PostNapisane: 5 wrz 2007, o 22:25
przez Panibee
ValdeQ napisał(a):I co, kto tu chciał zostać hodowcą? :lol:
Ja nie. To traktowanie zwierząt przedmiotowo. To normalnie gwałt.

PostNapisane: 6 wrz 2007, o 07:40
przez Aniela
to ja ci cos opowiem.. moj piesek +best mial kiedys wlasnie mloda niedoswiadczona suczke.. trzy razy wlasciciele dzien po dniu przywozili suczke.. za kazdym razem suczka sie nie dawala za trzecim razem wlasciciel suczki ja przytrzymal.. no i sunia miala 5 mlodych w nastepnym roku znowu przywiozl suczke i po niespelna 10 minutach bylo po sprawie i miala 6 mlodych miedzy innymi moj +nurcik.. wiecej klopotow z kryciem nie bylo..
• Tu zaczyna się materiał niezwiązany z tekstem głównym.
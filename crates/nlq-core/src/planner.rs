//! Planner check: runs `EXPLAIN (FORMAT JSON)` in a read-only session with
//! a short statement timeout, captures the SQLSTATE on failure, and for
//! "column does not exist" (`42703`) enriches the error with ranked column
//! candidates drawn only from the packet's tables.
//!
//! SQLSTATE extraction follows `sqlx`'s Postgres error type; candidate
//! ranking follows a hand-written Levenshtein distance rather than pulling
//! in a string-distance crate the rest of the stack doesn't otherwise need.

use sqlx::PgPool;

use crate::embeddings::cosine_similarity;
use crate::error::{PipelineError, Result};
use crate::llm::LlmClient;
use crate::schema::catalog::{EmbeddingEntityType, SchemaCatalog};
use crate::schema::packet::SchemaContextPacket;

const PLANNER_TIMEOUT_MS: u64 = 2_000;

#[derive(Debug, Clone, PartialEq)]
pub enum MatchType {
    Exact,
    CaseInsensitive,
    PrefixSuffix,
    Fuzzy,
    Embedding,
}

#[derive(Debug, Clone, PartialEq)]
pub struct ColumnCandidate {
    pub table: String,
    pub column: String,
    pub data_type: String,
    pub gloss: Option<String>,
    pub match_type: MatchType,
    pub match_score: f32,
}

pub struct Planner<'a> {
    pool: &'a PgPool,
    llm: &'a LlmClient,
}

impl<'a> Planner<'a> {
    pub fn new(pool: &'a PgPool, llm: &'a LlmClient) -> Self {
        Self { pool, llm }
    }

    /// Run `EXPLAIN (FORMAT JSON) <sql>` in a read-only transaction with a
    /// short statement timeout. On success returns `Ok(())`; on failure
    /// maps the error to `PipelineError::Planner` carrying the SQLSTATE.
    pub async fn check(&self, sql: &str) -> Result<()> {
        let mut tx = self.pool.begin().await.map_err(map_sqlx_err)?;
        sqlx::query("SET LOCAL transaction_read_only = on")
            .execute(&mut *tx)
            .await
            .map_err(map_sqlx_err)?;
        sqlx::query(&format!("SET LOCAL statement_timeout = {}", PLANNER_TIMEOUT_MS))
            .execute(&mut *tx)
            .await
            .map_err(map_sqlx_err)?;

        let explain = format!("EXPLAIN (FORMAT JSON) {}", sql.trim_end_matches(';'));
        let result = sqlx::query(&explain).fetch_all(&mut *tx).await;
        let _ = tx.rollback().await;

        result.map(|_| ()).map_err(map_sqlx_err)
    }

    /// For a `42703` failure, rank plausible column replacements drawn only
    /// from `packet`'s tables: exact match, case-insensitive match,
    /// prefix/suffix match, then fuzzy (edit distance <= 2). When none of
    /// those string-based passes find anything, falls back to embedding
    /// cosine similarity against the packet's column-level embeddings.
    pub async fn suggest_columns(
        &self,
        catalog: &SchemaCatalog,
        packet: &SchemaContextPacket,
        unknown_column: &str,
    ) -> Vec<ColumnCandidate> {
        let mut candidates = Vec::new();
        let table_names = packet.table_names();

        for table_name in &table_names {
            let Some(table) = catalog.table(table_name) else { continue };
            for column in &table.columns {
                let (match_type, score) = score_column_match(unknown_column, &column.name);
                if let Some(match_type) = match_type {
                    candidates.push(ColumnCandidate {
                        table: table.table_name.clone(),
                        column: column.name.clone(),
                        data_type: column.data_type.clone(),
                        gloss: column.gloss.clone(),
                        match_type,
                        match_score: score,
                    });
                }
            }
        }

        if candidates.is_empty() {
            candidates = self.suggest_columns_by_embedding(catalog, &table_names, unknown_column).await;
        }

        candidates.sort_by(|a, b| b.match_score.partial_cmp(&a.match_score).unwrap_or(std::cmp::Ordering::Equal));
        candidates
    }

    async fn suggest_columns_by_embedding(
        &self,
        catalog: &SchemaCatalog,
        table_names: &[&str],
        unknown_column: &str,
    ) -> Vec<ColumnCandidate> {
        let query_vec = match self.llm.embed(unknown_column).await {
            Ok(v) => v,
            Err(_) => return Vec::new(),
        };

        let mut candidates = Vec::new();
        for record in &catalog.embeddings {
            if record.entity_type != EmbeddingEntityType::Column {
                continue;
            }
            if !table_names.contains(&record.table_name.as_str()) {
                continue;
            }
            let Some(column_name) = &record.column_name else { continue };
            let Some(table) = catalog.table(&record.table_name) else { continue };
            let Some(column) = table.columns.iter().find(|c| &c.name == column_name) else { continue };
            let score = cosine_similarity(&query_vec, &record.embedding);
            candidates.push(ColumnCandidate {
                table: table.table_name.clone(),
                column: column.name.clone(),
                data_type: column.data_type.clone(),
                gloss: column.gloss.clone(),
                match_type: MatchType::Embedding,
                match_score: score,
            });
        }
        candidates
    }
}

fn score_column_match(unknown: &str, candidate: &str) -> (Option<MatchType>, f32) {
    if unknown == candidate {
        return (Some(MatchType::Exact), 1.0);
    }
    if unknown.eq_ignore_ascii_case(candidate) {
        return (Some(MatchType::CaseInsensitive), 0.9);
    }
    let unknown_lower = unknown.to_lowercase();
    let candidate_lower = candidate.to_lowercase();
    if candidate_lower.starts_with(&unknown_lower) || candidate_lower.ends_with(&unknown_lower)
        || unknown_lower.starts_with(&candidate_lower) || unknown_lower.ends_with(&candidate_lower)
    {
        return (Some(MatchType::PrefixSuffix), 0.75);
    }
    let distance = levenshtein(&unknown_lower, &candidate_lower);
    if distance <= 2 {
        let score = 0.6 - (distance as f32 * 0.1);
        return (Some(MatchType::Fuzzy), score.max(0.3));
    }
    (None, 0.0)
}

/// Classic dynamic-programming edit distance, O(len_a * len_b).
pub fn levenshtein(a: &str, b: &str) -> usize {
    let a: Vec<char> = a.chars().collect();
    let b: Vec<char> = b.chars().collect();
    let mut row: Vec<usize> = (0..=b.len()).collect();

    for i in 1..=a.len() {
        let mut prev_diag = row[0];
        row[0] = i;
        for j in 1..=b.len() {
            let temp = row[j];
            row[j] = if a[i - 1] == b[j - 1] {
                prev_diag
            } else {
                1 + prev_diag.min(row[j]).min(row[j - 1])
            };
            prev_diag = temp;
        }
    }
    row[b.len()]
}

fn map_sqlx_err(err: sqlx::Error) -> PipelineError {
    if let sqlx::Error::Database(db_err) = &err {
        let sqlstate = db_err.code().map(|c| c.to_string()).unwrap_or_else(|| "00000".to_string());
        if sqlstate == "42501" {
            return PipelineError::PermissionDenied(db_err.message().to_string());
        }
        return PipelineError::Planner { sqlstate, message: db_err.message().to_string() };
    }
    PipelineError::Connection(err.to_string())
}

#[cfg(test)]
mod tests {
    use super::*;

    #[test]
    fn levenshtein_matches_known_distances() {
        assert_eq!(levenshtein("kitten", "sitting"), 3);
        assert_eq!(levenshtein("revenue", "revenue_millions"), 9);
        assert_eq!(levenshtein("year", "years"), 1);
    }

    #[test]
    fn exact_match_scores_highest() {
        let (match_type, score) = score_column_match("name", "name");
        assert_eq!(match_type, Some(MatchType::Exact));
        assert_eq!(score, 1.0);
    }

    #[test]
    fn wrong_table_column_is_fuzzy_matched_against_correct_column() {
        let (match_type, _) = score_column_match("revenue", "revenue_millions");
        assert_eq!(match_type, Some(MatchType::PrefixSuffix));
    }

    #[test]
    fn year_typo_is_fuzzy_matched() {
        let (match_type, _) = score_column_match("yeer", "year");
        assert_eq!(match_type, Some(MatchType::Fuzzy));
    }

    #[test]
    fn unrelated_names_do_not_match() {
        let (match_type, _) = score_column_match("company_id", "revenue_millions");
        assert_eq!(match_type, None);
    }
}
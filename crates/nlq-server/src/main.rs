//! nlq-server: HTTP service exposing the natural-language-to-SQL pipeline.
//!
//! Loads configuration (base file, optional local override, then
//! environment variables), opens a Postgres connection pool and an LLM
//! client, and serves the JSON-RPC + REST surface described in the pipeline
//! configuration's `server.port`.

mod dispatch;
mod protocol;
mod router;
mod state;

use std::path::PathBuf;
use std::sync::Arc;

use clap::Parser;
use sqlx::postgres::PgPoolOptions;
use tracing::{error, info};
use tracing_subscriber::EnvFilter;

use nlq_core::config::Config;
use nlq_core::llm::LlmClient;

use crate::state::AppState;

#[derive(Parser)]
#[command(name = "nlq-server")]
#[command(version = env!("CARGO_PKG_VERSION"))]
#[command(about = "HTTP service for the natural-language-to-SQL pipeline")]
struct Cli {
    /// Base configuration file (defaults are used for anything it omits).
    #[arg(long, default_value = "config/base.json")]
    config: PathBuf,

    /// Local configuration override, applied on top of --config.
    #[arg(long)]
    local_config: Option<PathBuf>,

    /// Override `server.port` from the loaded configuration.
    #[arg(long)]
    port: Option<u16>,
}

#[tokio::main]
async fn main() -> anyhow::Result<()> {
    let cli = Cli::parse();

    tracing_subscriber::fmt()
        .with_env_filter(EnvFilter::from_default_env().add_directive(tracing::Level::INFO.into()))
        .with_target(false)
        .init();

    let base_path = cli.config.exists().then_some(cli.config.as_path());
    let local_path = cli.local_config.as_deref();
    let mut config = Config::load(base_path, local_path)?;
    if let Some(port) = cli.port {
        config.server.port = port;
    }

    info!(model = %config.llm.model, base_url = %config.llm.base_url, "configuration loaded");

    let pool = PgPoolOptions::new()
        .max_connections(16)
        .connect(&config.database.url)
        .await?;
    info!("connected to database");

    let llm = LlmClient::new(config.llm.clone());
    if !llm.health_check().await {
        tracing::warn!("LLM endpoint did not respond to health check at startup");
    }

    let port = config.server.port;
    let state = Arc::new(AppState::new(pool, llm, config));
    let app = router::build(state);

    let listener = tokio::net::TcpListener::bind(("0.0.0.0", port)).await?;
    info!(port, "nlq-server listening");

    if let Err(err) = axum::serve(listener, app)
        .with_graceful_shutdown(shutdown_signal())
        .await
    {
        error!("server error: {}", err);
        return Err(err.into());
    }

    info!("nlq-server shut down");
    Ok(())
}

async fn shutdown_signal() {
    let ctrl_c = async {
        tokio::signal::ctrl_c().await.expect("failed to install Ctrl+C handler");
    };

    #[cfg(unix)]
    let terminate = async {
        tokio::signal::unix::signal(tokio::signal::unix::SignalKind::terminate())
            .expect("failed to install SIGTERM handler")
            .recv()
            .await;
    };

    #[cfg(not(unix))]
    let terminate = std::future::pending::<()>();

    tokio::select! {
        _ = ctrl_c => {}
        _ = terminate => {}
    }
}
PostNapisane: 6 wrz 2007, o 10:54
przez Ania_Ś
No to bez urazy ale mało chyba tu co niektórzy wiedzą o kryciach :lol: . Nie zawsze jest tak kolorowo i łatwo jak się wydaje.
W mojej rasie psy praktycznie same się nie pokryją i trzeba im pomóc. Jeden trzyma sukę a drugi kieruje psem.
Gdy pies nie chce pokryć suki to wtedy zostaje już tylko inseminacja czyli sztuczne krycie.
Dla wielu osób takie coś może być nie moralne i nie smaczne ale jest wiele ras które ciężko się kryją. Trzeba to przeboleć.

PostNapisane: 7 wrz 2007, o 21:54
przez bjossa
No to bez urazy ale mało chyba tu co niektórzy wiedzą o kryciach


nigdy nie rozmnazałam psów i nie bede rozmnażac więc nie mam fachowej wiedzy na ten temat. Ale chyba co innego jest gdy suczka jest "chętna" ale pies nie moze trafić i trzeba go pokierować niż gdy sunia sie wyrywa i nie ma ochoty. Pomoc a zmuszanie to jednak jest różnica. Tak jak napisała panibee jest to przedmiotowe traktowanie psa.